REQUIRED WORK ▸
Find all the lines in the material below with the word "show", and copy them.

━━━ DATASET RECORDS

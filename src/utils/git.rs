//! Git 操作工具

use anyhow::{Context, Result};
use std::path::{Path, PathBuf};
use std::process::Command;

/// 执行 git 命令并返回输出
pub fn git_command(args: &[&str], cwd: Option<&Path>) -> Result<String> {
    let mut cmd = Command::new("git");
    cmd.args(args);

    if let Some(dir) = cwd {
        cmd.current_dir(dir);
    }

    let output = cmd.output().context("Failed to execute git command")?;

    if !output.status.success() {
        anyhow::bail!(
            "Git command failed: {}",
            String::from_utf8_lossy(&output.stderr).trim()
        );
    }

    Ok(String::from_utf8_lossy(&output.stdout).trim().to_string())
}

/// 获取 git 仓库根目录
pub fn get_git_root(cwd: Option<&Path>) -> Result<PathBuf> {
    git_command(&["rev-parse", "--show-toplevel"], cwd).map(PathBuf::from)
}

/// 获取 git superproject 根目录（用于 submodule）
pub fn get_git_superproject_root(cwd: Option<&Path>) -> Option<PathBuf> {
    match git_command(&["rev-parse", "--show-superproject-working-tree"], cwd) {
        Ok(path) if !path.is_empty() => Some(PathBuf::from(path)),
        _ => None,
    }
}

━━━━━━

RESULT OF THIS TASK ▸
    git_command(&["rev-parse", "--show-toplevel"], cwd).map(PathBuf::from)
    match git_command(&["rev-parse", "--show-superproject-working-tree"], cwd) {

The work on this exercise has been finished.